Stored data
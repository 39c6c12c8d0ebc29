//! `#Blob` heap interner and finalizer.
//!
//! Blobs are assigned their offset the moment they are first interned, in bump-allocator
//! fashion, but their bytes stay in the dedup table until emission. The finalizer then
//! reserves the whole (aligned) heap at once and places every blob at its known offset, so
//! no second ordering pass is needed.
//!
//! Each entry is encoded as a compressed length followed by the raw bytes (ECMA-335
//! §II.24.2.4). Offset 0 holds the empty blob, a single `0x00` length byte.

use rustc_hash::FxHashMap;

use crate::{
    metadata::heaps::{BlobHandle, HeapBuffer, HeapIndex},
    utils::{compressed_uint_size, heap_padding, to_u32, MAX_COMPRESSED_UINT},
    Error, Result,
};

/// Content-addressed blob store with pre-assigned heap offsets.
#[derive(Debug)]
pub(crate) struct BlobHeap {
    blobs: FxHashMap<Box<[u8]>, BlobHandle>,
    size: usize,
    start_offset: u32,
}

impl BlobHeap {
    /// Creates a heap holding only the empty blob at offset 0.
    pub(crate) fn new(start_offset: u32) -> Self {
        let mut blobs = FxHashMap::default();
        blobs.insert(Box::default(), BlobHandle::NIL);

        BlobHeap {
            blobs,
            size: 1,
            start_offset,
        }
    }

    /// Returns the handle of `blob`, reserving space for it if it was not seen before.
    pub(crate) fn get_or_add(&mut self, blob: &[u8]) -> Result<BlobHandle> {
        if let Some(&handle) = self.blobs.get(blob) {
            return Ok(handle);
        }

        let length = u32::try_from(blob.len()).unwrap_or(u32::MAX);
        if length > MAX_COMPRESSED_UINT {
            return Err(Error::CompressedOverflow(length));
        }

        let new_size = self.size + compressed_uint_size(length) + blob.len();
        if to_u32(new_size)?.checked_add(self.start_offset).is_none() {
            return Err(Error::HeapOverflow {
                heap: HeapIndex::Blob,
                size: new_size,
            });
        }

        let handle = BlobHandle::new(to_u32(self.size)?);
        self.blobs.insert(blob.into(), handle);
        self.size = new_size;
        Ok(handle)
    }

    /// Offset of `handle` as seen by readers of the merged heap of all generations.
    pub(crate) fn heap_offset(&self, handle: BlobHandle) -> u32 {
        if handle.is_nil() {
            0
        } else {
            self.start_offset + handle.value()
        }
    }

    /// Unpadded size of this generation's blob heap.
    pub(crate) fn size(&self) -> usize {
        self.size
    }

    /// Number of distinct blobs, including the empty blob.
    pub(crate) fn len(&self) -> usize {
        self.blobs.len()
    }

    /// Appends the heap, zero-padded to a 4-byte boundary, to `buffer`.
    pub(crate) fn write_aligned(&self, buffer: &mut HeapBuffer) -> Result<()> {
        let reserved = buffer.reserve(self.size + heap_padding(self.size));

        for (blob, handle) in &self.blobs {
            let offset = handle.value() as usize;
            let prefix = buffer.patch_compressed_uint(&reserved, offset, to_u32(blob.len())?)?;
            buffer.patch(&reserved, offset + prefix, blob)?;
        }

        Ok(())
    }
}

#[cfg(test)]
mod tests {
    use super::*;

    fn written(heap: &BlobHeap) -> Vec<u8> {
        let mut buffer = HeapBuffer::new();
        heap.write_aligned(&mut buffer).unwrap();
        buffer.into_vec()
    }

    #[test]
    fn empty_blob_is_nil() {
        let mut heap = BlobHeap::new(0);
        assert_eq!(heap.get_or_add(&[]).unwrap(), BlobHandle::NIL);
        assert_eq!(heap.size(), 1);
        assert_eq!(written(&heap), [0, 0, 0, 0]);
    }

    #[test]
    fn offsets_are_bump_allocated() {
        let mut heap = BlobHeap::new(0);
        let first = heap.get_or_add(&[0x06, 0x08]).unwrap();
        let second = heap.get_or_add(&[0x07, 0x01, 0x08]).unwrap();

        assert_eq!(first.value(), 1);
        assert_eq!(second.value(), 4);
        assert_eq!(heap.size(), 8);
        assert_eq!(written(&heap), [0x00, 0x02, 0x06, 0x08, 0x03, 0x07, 0x01, 0x08]);
    }

    #[test]
    fn dedup_does_not_grow() {
        let mut heap = BlobHeap::new(0);
        let first = heap.get_or_add(b"signature").unwrap();
        let size = heap.size();
        let again = heap.get_or_add(b"signature".to_vec().as_slice()).unwrap();

        assert_eq!(first, again);
        assert_eq!(heap.size(), size);
        assert_eq!(heap.len(), 2);
    }

    #[test]
    fn length_prefix_widths() {
        let mut heap = BlobHeap::new(0);
        let small = heap.get_or_add(&[0xAB; 0x7F]).unwrap();
        let medium = heap.get_or_add(&[0xCD; 0x80]).unwrap();

        assert_eq!(small.value(), 1);
        assert_eq!(medium.value(), 1 + 1 + 0x7F);
        assert_eq!(heap.size(), 1 + (1 + 0x7F) + (2 + 0x80));

        let bytes = written(&heap);
        assert_eq!(bytes[1], 0x7F);
        assert_eq!(&bytes[medium.value() as usize..][..2], &[0x80, 0x80]);
        assert_eq!(bytes.len() % 4, 0);
    }

    #[test]
    fn start_offset_applies_to_queries_only() {
        let mut heap = BlobHeap::new(0x100);
        let handle = heap.get_or_add(&[1]).unwrap();

        assert_eq!(handle.value(), 1);
        assert_eq!(heap.heap_offset(handle), 0x101);
        assert_eq!(heap.heap_offset(BlobHandle::NIL), 0);
    }

    #[test]
    fn start_offset_overflow() {
        let mut heap = BlobHeap::new(u32::MAX - 3);
        assert!(heap.get_or_add(&[1]).is_ok());
        assert!(matches!(
            heap.get_or_add(&[2, 3]),
            Err(Error::HeapOverflow {
                heap: HeapIndex::Blob,
                ..
            })
        ));
    }
}
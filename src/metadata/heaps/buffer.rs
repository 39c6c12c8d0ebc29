//! Growable byte buffer backing the metadata heaps.
//!
//! [`HeapBuffer`] is the append primitive all heap interners are written against. Besides
//! appending raw bytes and compressed integers it can reserve a zero-filled byte range and
//! hand back a [`Reservation`] token. The token is an offset into the buffer, not a pointer,
//! so the buffer can keep growing while reservations are outstanding and be patched later.
//!
//! # Examples
//!
//! ```rust
//! use cilheaps::metadata::heaps::HeapBuffer;
//!
//! let mut buffer = HeapBuffer::new();
//! buffer.write_u8(0);
//! let reserved = buffer.reserve(4);
//! buffer.write_bytes(b"tail");
//!
//! buffer.patch(&reserved, 0, &[1, 2, 3, 4])?;
//! assert_eq!(buffer.as_slice(), &[0, 1, 2, 3, 4, b't', b'a', b'i', b'l']);
//! # Ok::<(), cilheaps::Error>(())
//! ```

use crate::{
    utils::{encode_compressed_uint, heap_padding},
    Error::OutOfBounds,
    Result,
};

/// A byte range reserved in a [`HeapBuffer`] to be filled in later.
#[derive(Debug, Clone, Copy, PartialEq, Eq)]
pub struct Reservation {
    start: usize,
    len: usize,
}

impl Reservation {
    /// Offset of the first reserved byte within the buffer.
    #[must_use]
    pub fn start(&self) -> usize {
        self.start
    }

    /// Number of reserved bytes.
    #[must_use]
    pub fn len(&self) -> usize {
        self.len
    }

    /// Returns true if the reservation covers no bytes.
    #[must_use]
    pub fn is_empty(&self) -> bool {
        self.len == 0
    }
}

/// Append-only byte arena with reserve-then-patch support.
#[derive(Debug, Default, Clone)]
pub struct HeapBuffer {
    data: Vec<u8>,
}

impl HeapBuffer {
    /// Creates an empty buffer.
    #[must_use]
    pub fn new() -> Self {
        Self::default()
    }

    /// Creates an empty buffer with room for `capacity` bytes.
    #[must_use]
    pub fn with_capacity(capacity: usize) -> Self {
        HeapBuffer {
            data: Vec::with_capacity(capacity),
        }
    }

    /// Current length in bytes.
    #[must_use]
    pub fn len(&self) -> usize {
        self.data.len()
    }

    /// Returns true if nothing has been written yet.
    #[must_use]
    pub fn is_empty(&self) -> bool {
        self.data.is_empty()
    }

    /// The bytes written so far.
    #[must_use]
    pub fn as_slice(&self) -> &[u8] {
        &self.data
    }

    /// Consumes the buffer and returns its bytes.
    #[must_use]
    pub fn into_vec(self) -> Vec<u8> {
        self.data
    }

    /// Appends a single byte.
    pub fn write_u8(&mut self, value: u8) {
        self.data.push(value);
    }

    /// Appends raw bytes.
    pub fn write_bytes(&mut self, bytes: &[u8]) {
        self.data.extend_from_slice(bytes);
    }

    /// Appends `count` zero bytes.
    pub fn write_zeros(&mut self, count: usize) {
        self.data.resize(self.data.len() + count, 0);
    }

    /// Appends UTF-16 code units in little-endian byte order.
    pub fn write_utf16(&mut self, units: &[u16]) {
        self.data.reserve(units.len() * 2);
        for unit in units {
            self.data.extend_from_slice(&unit.to_le_bytes());
        }
    }

    /// Appends `value` as an ECMA-335 compressed unsigned integer.
    ///
    /// # Errors
    ///
    /// Returns [`crate::Error::CompressedOverflow`] if `value` exceeds `0x1FFF_FFFF`.
    pub fn write_compressed_uint(&mut self, value: u32) -> Result<()> {
        let mut encoded = [0u8; 4];
        let len = encode_compressed_uint(value, &mut encoded)?;
        self.data.extend_from_slice(&encoded[..len]);
        Ok(())
    }

    /// Appends zero bytes until the length is a multiple of 4, returning the padding size.
    pub fn align_heap(&mut self) -> usize {
        let padding = heap_padding(self.data.len());
        self.write_zeros(padding);
        padding
    }

    /// Reserves `len` zero-filled bytes at the current end of the buffer.
    pub fn reserve(&mut self, len: usize) -> Reservation {
        let start = self.data.len();
        self.write_zeros(len);
        Reservation { start, len }
    }

    /// Overwrites bytes inside `reservation`, starting `offset` bytes into it.
    ///
    /// # Errors
    ///
    /// Returns [`crate::Error::OutOfBounds`] if the write would leave the reserved range
    /// or the reservation does not belong to this buffer.
    pub fn patch(&mut self, reservation: &Reservation, offset: usize, bytes: &[u8]) -> Result<()> {
        let end = offset.checked_add(bytes.len()).ok_or(OutOfBounds)?;
        if end > reservation.len || reservation.start + reservation.len > self.data.len() {
            return Err(OutOfBounds);
        }

        let start = reservation.start + offset;
        self.data[start..start + bytes.len()].copy_from_slice(bytes);
        Ok(())
    }

    /// Writes `value` as a compressed integer inside `reservation` at `offset`, returning
    /// the number of bytes written.
    ///
    /// # Errors
    ///
    /// Returns an error if the value is not encodable or the write leaves the reservation.
    pub fn patch_compressed_uint(
        &mut self,
        reservation: &Reservation,
        offset: usize,
        value: u32,
    ) -> Result<usize> {
        let mut encoded = [0u8; 4];
        let len = encode_compressed_uint(value, &mut encoded)?;
        self.patch(reservation, offset, &encoded[..len])?;
        Ok(len)
    }
}

#[cfg(test)]
mod tests {
    use super::*;
    use crate::Error;

    #[test]
    fn append_primitives() {
        let mut buffer = HeapBuffer::with_capacity(16);
        assert!(buffer.is_empty());

        buffer.write_u8(0x01);
        buffer.write_bytes(&[0x02, 0x03]);
        buffer.write_zeros(2);
        buffer.write_utf16(&[0x0041, 0x20AC]);
        buffer.write_compressed_uint(0x80).unwrap();

        assert_eq!(
            buffer.as_slice(),
            &[0x01, 0x02, 0x03, 0x00, 0x00, 0x41, 0x00, 0xAC, 0x20, 0x80, 0x80]
        );
        assert_eq!(buffer.len(), 11);
    }

    #[test]
    fn align_heap_pads_with_zeros() {
        let mut buffer = HeapBuffer::new();
        buffer.write_bytes(&[0xFF; 5]);

        assert_eq!(buffer.align_heap(), 3);
        assert_eq!(buffer.as_slice(), &[0xFF, 0xFF, 0xFF, 0xFF, 0xFF, 0, 0, 0]);
        assert_eq!(buffer.align_heap(), 0);
    }

    #[test]
    fn reservation_survives_growth() {
        let mut buffer = HeapBuffer::new();
        buffer.write_u8(0xAA);
        let reserved = buffer.reserve(16);
        buffer.write_bytes(&[0xBB; 64]);

        assert_eq!(reserved.start(), 1);
        assert_eq!(reserved.len(), 16);
        buffer.patch(&reserved, 0, &[0x11; 16]).unwrap();

        assert_eq!(buffer.as_slice()[0], 0xAA);
        assert_eq!(&buffer.as_slice()[1..17], &[0x11; 16]);
        assert_eq!(buffer.as_slice()[17], 0xBB);
    }

    #[test]
    fn patch_outside_reservation_fails() {
        let mut buffer = HeapBuffer::new();
        let reserved = buffer.reserve(4);
        buffer.write_u8(0xCC);

        assert!(matches!(
            buffer.patch(&reserved, 2, &[1, 2, 3]),
            Err(Error::OutOfBounds)
        ));
        assert!(matches!(
            buffer.patch(&reserved, usize::MAX, &[1]),
            Err(Error::OutOfBounds)
        ));
        assert_eq!(buffer.as_slice(), &[0, 0, 0, 0, 0xCC]);
    }

    #[test]
    fn patch_compressed_uint_in_place() {
        let mut buffer = HeapBuffer::new();
        let reserved = buffer.reserve(6);

        assert_eq!(buffer.patch_compressed_uint(&reserved, 0, 0x7F).unwrap(), 1);
        assert_eq!(buffer.patch_compressed_uint(&reserved, 1, 0x4000).unwrap(), 4);
        assert_eq!(buffer.as_slice(), &[0x7F, 0xC0, 0x00, 0x40, 0x00, 0x00]);
    }
}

== Required work ==
Transcribe, exactly and without additions, the lines of the records above, beginning with the line that contains "self.patch(reservation, offset, &encoded[..len])?;" and ending with the line that contains "let mut buffer = HeapBuffer::with_capacity(16);", both included.

== Answer to this task ==
        self.patch(reservation, offset, &encoded[..len])?;
        Ok(len)
    }
}

#[cfg(test)]
mod tests {
    use super::*;
    use crate::Error;

    #[test]
    fn append_primitives() {
        let mut buffer = HeapBuffer::with_capacity(16);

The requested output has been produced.